• [Task goal] Every line from the line containing "self.keys.push((OrderKey::Field(field.into()), direction));" to the end of the data must appear in the answer exactly as it appears there, and nothing else.

BEGIN Dataset

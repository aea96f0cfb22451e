use crate::db::primitives::CaseExpr;
use serde::{Deserialize, Serialize};

///
/// OrderDirection
///

#[derive(Clone, Copy, Debug, Default, Deserialize, Eq, PartialEq, Serialize)]
pub enum OrderDirection {
    #[default]
    Asc,
    Desc,
}

///
/// OrderKey
/// One sort key: a named field/annotation, or an inline case expression
/// (used to impose an explicit row order, e.g. identifier -> position).
///

#[derive(Clone, Debug, Deserialize, Eq, PartialEq, Serialize)]
pub enum OrderKey {
    Field(String),
    Expr(CaseExpr),
}

///
/// OrderSpec
/// Ordered list of sort keys, applied left to right.
///

#[derive(Clone, Debug, Default, Deserialize, Eq, PartialEq, Serialize)]
pub struct OrderSpec {
    pub keys: Vec<(OrderKey, OrderDirection)>,
}

impl OrderSpec {
    /// Sort by a single expression, ascending.
    #[must_use]
    pub fn by_expr(expr: CaseExpr) -> Self {
        Self {
            keys: vec![(OrderKey::Expr(expr), OrderDirection::Asc)],
        }
    }

    /// Append a field key.
    #[must_use]
    pub fn then_field(mut self, field: impl Into<String>, direction: OrderDirection) -> Self {
        self.keys.push((OrderKey::Field(field.into()), direction));
        self
    }

    #[must_use]
    pub fn is_empty(&self) -> bool {
        self.keys.is_empty()
    }
}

END Dataset

• [Output]
        self.keys.push((OrderKey::Field(field.into()), direction));
        self
    }

    #[must_use]
    pub fn is_empty(&self) -> bool {
        self.keys.is_empty()
    }
}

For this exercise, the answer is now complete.